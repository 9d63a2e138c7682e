//! Engine tunables.
//!
//! Defaults mirror the limits the remote store is known to accept; any of
//! them can be overridden in `~/.layersync/config.yaml`.

use std::path::Path;
use std::time::Duration;

use serde::{Deserialize, Serialize};

use crate::error::{io_err, SessionError};
use crate::paths;
use crate::types::Color;

pub const DEFAULT_MAX_BUCKET_BYTES: usize = 500_000;
pub const DEFAULT_MAX_BUCKETS: usize = 100;
pub const DEFAULT_DEBOUNCE: Duration = Duration::from_millis(2000);
pub const DEFAULT_FALLBACK_LAYER_COLOR: Color = Color::rgb(0xAE, 0xEC, 0xFD);

#[derive(Debug, Clone, PartialEq, Serialize, Deserialize)]
#[serde(default)]
pub struct SyncConfig {
    /// Serialized-size ceiling of one upload bucket.
    pub max_bucket_bytes: usize,
    /// A cycle needing more buckets than this is rejected.
    pub max_buckets: usize,
    /// Delay between the first dirty signal and the sender cycle.
    #[serde(with = "millis")]
    pub debounce: Duration,
    /// Fields the receiver asks the store to omit from bulk fetches.
    pub omit_hints: Vec<String>,
    pub fallback_layer_color: Color,
}

impl Default for SyncConfig {
    fn default() -> Self {
        Self {
            max_bucket_bytes: DEFAULT_MAX_BUCKET_BYTES,
            max_buckets: DEFAULT_MAX_BUCKETS,
            debounce: DEFAULT_DEBOUNCE,
            omit_hints: vec!["displayValue".to_string()],
            fallback_layer_color: DEFAULT_FALLBACK_LAYER_COLOR,
        }
    }
}

impl SyncConfig {
    /// Load `<home>/.layersync/config.yaml`, falling back to defaults when
    /// the file does not exist.
    pub fn load_at(home: &Path) -> Result<Self, SessionError> {
        let path = paths::config_path(home);
        if !path.exists() {
            return Ok(Self::default());
        }
        let contents = std::fs::read_to_string(&path).map_err(|e| io_err(&path, e))?;
        serde_yaml::from_str(&contents).map_err(|source| SessionError::Parse { path, source })
    }

    /// `load_at` convenience wrapper.
    pub fn load() -> Result<Self, SessionError> {
        Self::load_at(&paths::home()?)
    }
}

mod millis {
    use std::time::Duration;

    use serde::{Deserialize, Deserializer, Serializer};

    pub fn serialize<S: Serializer>(value: &Duration, serializer: S) -> Result<S::Ok, S::Error> {
        serializer.serialize_u64(value.as_millis() as u64)
    }

    pub fn deserialize<'de, D: Deserializer<'de>>(deserializer: D) -> Result<Duration, D::Error> {
        u64::deserialize(deserializer).map(Duration::from_millis)
    }
}
//! layersync: inspect streams, payloads and saved sessions offline, or run a
//! loopback host over stdio.
//!
//! # Usage
//!
//! ```text
//! layersync plan <snapshot.json> [--json]
//! layersync buckets <objects.json> [--max-bytes <n>] [--json]
//! layersync session list [--document <name>] [--json]
//! layersync session remove <document>
//! layersync serve [--document <name>]
//! ```

mod commands;

use anyhow::Result;
use clap::{Parser, Subcommand};

use commands::{
    buckets::BucketsArgs, plan::PlanArgs, serve::ServeArgs, session::SessionCommand,
};

// ---------------------------------------------------------------------------
// CLI entry point
// ---------------------------------------------------------------------------

#[derive(Parser, Debug)]
#[command(
    name = "layersync",
    version,
    about = "Inspect and drive document-to-stream layer sync",
    long_about = None,
)]
struct Cli {
    #[command(subcommand)]
    command: Commands,
}

#[derive(Subcommand, Debug)]
enum Commands {
    /// Print the layer tree a bake of a stream snapshot would create.
    Plan(PlanArgs),

    /// Show how a list of portable objects would be split into upload buckets.
    Buckets(BucketsArgs),

    /// Inspect persisted per-document sessions.
    Session {
        #[command(subcommand)]
        command: SessionCommand,
    },

    /// Answer host commands on stdin/stdout against an in-memory document
    /// and stream store.
    Serve(ServeArgs),
}

// ---------------------------------------------------------------------------
// Main
// ---------------------------------------------------------------------------

fn main() -> Result<()> {
    let cli = Cli::parse();
    match cli.command {
        Commands::Plan(args) => args.run(),
        Commands::Buckets(args) => args.run(),
        Commands::Session { command } => commands::session::run(command),
        Commands::Serve(args) => args.run(),
    }
}
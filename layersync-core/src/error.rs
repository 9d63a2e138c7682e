//! Error types for layersync-core.

use std::path::PathBuf;

use thiserror::Error;

use crate::types::ObjectId;

/// Errors from session and config persistence.
#[derive(Debug, Error)]
pub enum SessionError {
    /// Underlying I/O failure, annotated with the path involved.
    #[error("I/O error at {path}: {source}")]
    Io {
        path: PathBuf,
        #[source]
        source: std::io::Error,
    },

    /// YAML serialization error (write/save path).
    #[error("YAML serialization error: {0}")]
    Yaml(#[from] serde_yaml::Error),

    /// YAML parse error on load, with the offending file.
    #[error("failed to parse {path}: {source}")]
    Parse {
        path: PathBuf,
        #[source]
        source: serde_yaml::Error,
    },

    /// `dirs::home_dir()` returned `None`.
    #[error("cannot determine home directory; set $HOME or equivalent")]
    HomeNotFound,
}

/// Errors raised by a [`crate::document::Document`] implementation.
#[derive(Debug, Error, Clone, PartialEq, Eq)]
pub enum DocumentError {
    #[error("object {0} not found in document")]
    ObjectNotFound(ObjectId),

    #[error("layer #{0} not found in document")]
    LayerNotFound(usize),

    #[error("layer id '{0}' already exists")]
    DuplicateLayerId(String),

    #[error("invalid layer name '{0}'")]
    InvalidLayerName(String),
}

pub(crate) fn io_err(path: impl Into<PathBuf>, source: std::io::Error) -> SessionError {
    SessionError::Io {
        path: path.into(),
        source,
    }
}
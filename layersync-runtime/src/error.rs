use thiserror::Error;

use layersync_core::types::{ClientId, StreamId};

/// Error surface for the client store and the host command protocol.
#[derive(Debug, Error)]
pub enum RuntimeError {
    #[error("I/O error on {context}: {source}")]
    Io {
        context: String,
        #[source]
        source: std::io::Error,
    },

    #[error("session error: {0}")]
    Session(#[from] layersync_core::SessionError),

    #[error("sync error: {0}")]
    Sync(#[from] layersync_sync::SyncError),

    #[error("remote error: {0}")]
    Remote(#[from] layersync_sync::RemoteError),

    #[error("JSON error: {0}")]
    Json(#[from] serde_json::Error),

    #[error("channel closed: {0}")]
    ChannelClosed(&'static str),

    #[error("protocol error: {0}")]
    Protocol(String),

    #[error("no client with id {0}")]
    ClientNotFound(ClientId),

    #[error("client {0} is not a {1}")]
    WrongRole(ClientId, &'static str),

    #[error("no sender attached to stream {0}")]
    StreamNotTracked(StreamId),
}

pub(crate) fn io_err(context: impl Into<String>, source: std::io::Error) -> RuntimeError {
    RuntimeError::Io {
        context: context.into(),
        source,
    }
}
impl MemoryDocument {
    pub fn new(name: impl Into<String>) -> Self {
        Self {
            name: name.into(),
            ..Self::default()
        }
    }

    pub fn with_settings(mut self, settings: DocumentSettings) -> Self {
        self.settings = settings;
        self
    }

    /// Create every missing segment of `path` and return the leaf layer.
    pub fn ensure_layer_path(&self, path: &str, color: Color) -> Result<usize, DocumentError> {
        let mut parent: Option<usize> = None;
        let mut walked = String::new();
        for segment in path.split(LAYER_PATH_SEPARATOR) {
            if !walked.is_empty() {
                walked.push_str(LAYER_PATH_SEPARATOR);
            }
            walked.push_str(segment);
            parent = Some(match self.find_layer_by_path(&walked) {
                Some(index) => index,
                None => self.add_layer(NewLayer::new(segment, parent, color))?,
            });
        }
        parent.ok_or_else(|| DocumentError::InvalidLayerName(path.to_string()))
    }

    /// Add an object with explicit attributes (e.g. pre-tagged).
    pub fn insert_object(
        &self,
        geometry: Geometry,
        attributes: ObjectAttributes,
    ) -> Result<ObjectId, DocumentError> {
        let object = {
            let mut state = lock(&self.state);
            if state.live_layer(attributes.layer_index).is_none() {
                return Err(DocumentError::LayerNotFound(attributes.layer_index));
            }
            state.next_object += 1;
            let object = DocumentObject {
                id: ObjectId(format!("obj-{:06}", state.next_object)),
                geometry,
                attributes,
            };
            state.objects.push(StoredObject {
                object: object.clone(),
                deleted: false,
            });
            object
        };
        let id = object.id.clone();
        self.emit(&DocumentEvent::ObjectAdded(object));
        Ok(id)
    }

    pub fn delete_object(&self, id: &ObjectId) -> Result<(), DocumentError> {
        let object = {
            let mut state = lock(&self.state);
            let stored = state
                .object_mut(id)
                .filter(|stored| !stored.deleted)
                .ok_or_else(|| DocumentError::ObjectNotFound(id.clone()))?;
            stored.deleted = true;
            stored.object.clone()
        };
        self.emit(&DocumentEvent::ObjectDeleted(object));
        Ok(())
    }

    pub fn undelete_object(&self, id: &ObjectId) -> Result<(), DocumentError> {
        let object = {
            let mut state = lock(&self.state);
            let stored = state
                .object_mut(id)
                .filter(|stored| stored.deleted)
                .ok_or_else(|| DocumentError::ObjectNotFound(id.clone()))?;
            stored.deleted = false;
            stored.object.clone()
        };
        self.emit(&DocumentEvent::ObjectUndeleted(object));
        Ok(())
    }

    /// Apply `edit` to an object's attributes and emit `AttributesModified`.
    pub fn modify_attributes(
        &self,
        id: &ObjectId,
        edit: impl FnOnce(&mut ObjectAttributes),
    ) -> Result<(), DocumentError> {
        let event = {
            let mut state = lock(&self.state);
            let stored = state
                .object_mut(id)
                .filter(|stored| !stored.deleted)
                .ok_or_else(|| DocumentError::ObjectNotFound(id.clone()))?;
            let old = stored.object.attributes.clone();
            edit(&mut stored.object.attributes);
            DocumentEvent::AttributesModified {
                object: stored.object.clone(),
                old,
                new: stored.object.attributes.clone(),
            }
        };
        self.emit(&event);
        Ok(())
    }

    /// Replace an object's geometry in place (no event, like a host-side
    /// geometry edit that is reported separately).
    pub fn replace_geometry(&self, id: &ObjectId, geometry: Geometry) -> Result<(), DocumentError> {
        let mut state = lock(&self.state);
        let stored = state
            .object_mut(id)
            .ok_or_else(|| DocumentError::ObjectNotFound(id.clone()))?;
        stored.object.geometry = geometry;
        Ok(())
    }

    /// Live objects on one layer, in document order.
    pub fn objects_on_layer(&self, index: usize) -> Vec<DocumentObject> {
        lock(&self.state)
            .objects
            .iter()
            .filter(|stored| !stored.deleted && stored.object.attributes.layer_index == index)
            .map(|stored| stored.object.clone())
            .collect()
    }

    pub fn live_objects(&self) -> Vec<DocumentObject> {
        lock(&self.state)
            .objects
            .iter()
            .filter(|stored| !stored.deleted)
            .map(|stored| stored.object.clone())
            .collect()
    }

    /// Full paths of every live layer, sorted.
    pub fn layer_paths(&self) -> Vec<String> {
        let state = lock(&self.state);
        let mut paths: Vec<String> = state
            .layers
            .iter()
            .flatten()
            .filter_map(|layer| state.full_path(layer.index))
            .collect();
        paths.sort();
        paths
    }

    pub fn redraw_count(&self) -> usize {
        lock(&self.state).redraws
    }

    pub fn subscriber_count(&self) -> usize {
        lock(&self.handlers).len()
    }

    fn emit(&self, event: &DocumentEvent) {
        let handlers: Vec<_> = lock(&self.handlers)
            .iter()
            .map(|(_, handler)| handler.clone())
            .collect();
        for handler in handlers {
            handler(event);
        }
    }
}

+-------+

- **Problem details**: For the word "sender", return every line of the records that holds it.

- **Result below**:
    /// Delay between the first dirty signal and the sender cycle.
    #[error("no sender attached to stream {0}")]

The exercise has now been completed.